Dans ce qui suit, nous étudions successivement les changements phonétiques, l’alternance et les faits d’analogie, pour terminer par quelques mots sur l’étymologie populaire et l’agglutination.

  1. À cette raison didactique et extérieure s’en ajoute peut-être une autre : F. de Saussure n’a jamais abordé dans ses leçons la linguistique de la parole (v. p. 36 sv.). On se souvient qu’un nouvel usage commence toujours par une série de faits individuels (voir p. 138). On pourrait admettre que l’auteur refusait à ceux-ci le caractère de faits grammaticaux, en ce sens qu’un acte isolé est forcément étranger à la langue et à son système lequel ne dépend que de l’ensemble des habitudes collectives.

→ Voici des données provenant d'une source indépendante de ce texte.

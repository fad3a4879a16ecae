//! tagprobe - audio tag extraction and MusicBrainz artist id resolution.
//!
//! Two engines share the crate:
//! - [`tags`]: runs ffprobe/ffmpeg on a file or byte stream and builds a
//!   normalized [`tags::AudioTags`] record (plus embedded cover extraction)
//! - [`catalog`]: resolves an artist's MusicBrainz id from fragmentary
//!   album/track details with tiered, fuzzy-matched searches

pub mod catalog;
pub mod cli;
pub mod compare;
pub mod config;
pub mod error;
pub mod process;
pub mod tags;
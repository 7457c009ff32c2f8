use axum::routing::{delete, get, post, put};
use axum::Router;
use registry::AppRegistry;

use crate::handler::building::{
    delete_building, delete_floor, register_building, register_floor, show_building,
    show_building_floors, show_building_list, show_floor, show_floor_list, update_building,
    update_floor,
};

pub fn build_building_routers() -> Router<AppRegistry> {
    let buildings_routers = Router::new()
        .route("/", post(register_building))
        .route("/", get(show_building_list))
        .route("/:building_id", get(show_building))
        .route("/:building_id", put(update_building))
        .route("/:building_id", delete(delete_building))
        .route("/:building_id/floors", post(register_floor))
        .route("/:building_id/floors", get(show_building_floors));

    let floors_routers = Router::new()
        .route("/", get(show_floor_list))
        .route("/:floor_id", get(show_floor))
        .route("/:floor_id", put(update_floor))
        .route("/:floor_id", delete(delete_floor));

    Router::new()
        .nest("/buildings", buildings_routers)
        .nest("/floors", floors_routers)
}
use axum::routing::{get, patch, post};
use axum::Router;
use registry::AppRegistry;

use crate::handler::assignment::{
    checkout_assignment, reassign_assignment, register_assignment, show_assignment_list,
};

pub fn build_assignment_routers() -> Router<AppRegistry> {
    let assignments_routers = Router::new()
        .route("/", post(register_assignment))
        .route("/", get(show_assignment_list))
        .route("/:assignment_id/reassign", patch(reassign_assignment))
        .route("/:assignment_id/checkout", patch(checkout_assignment));

    Router::new().nest("/assignments", assignments_routers)
}
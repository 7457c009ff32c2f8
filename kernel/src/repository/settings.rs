use async_trait::async_trait;
use shared::error::AppResult;

use crate::model::settings::SystemSettings;

#[async_trait]
pub trait SystemSettingsRepository: Send + Sync {
    async fn get(&self) -> AppResult<SystemSettings>;
    // Replaces the whole record; all keys are written in one transaction.
    async fn update(&self, settings: SystemSettings) -> AppResult<SystemSettings>;
}
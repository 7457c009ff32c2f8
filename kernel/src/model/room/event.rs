use derive_new::new;

use crate::model::id::{FloorId, RoomId};

#[derive(Debug, new)]
pub struct CreateRoom {
    pub floor_id: FloorId,
    pub room_number: String,
    pub capacity: i32,
}

#[derive(Debug, new)]
pub struct UpdateRoom {
    pub room_id: RoomId,
    pub room_number: Option<String>,
    pub capacity: Option<i32>,
    pub under_maintenance: Option<bool>,
}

Tant que les faits appartiennent à la parole, ils ne sont que des manières spéciales et tout occasionnelles d’utiliser le système établi. Ce n’est qu’au moment où une innovation, souvent répétée, se grave dans la mémoire et entre dans le système, qu’elle a pour effet de déplacer l’équilibre des valeurs et que la langue se trouve ipso facto et spontanément changée. On pourrait appliquer à l’évolution grammaticale ce qui est dit pp. 36 et 121 de l’évolution phonétique : son devenir est extérieur au système, car celui-ci n’est jamais aperçu dans son évolution ; nous le trouvons autre de moment en moment. Cet essai d’explication est d’ailleurs une simple suggestion de notre part (Éd.).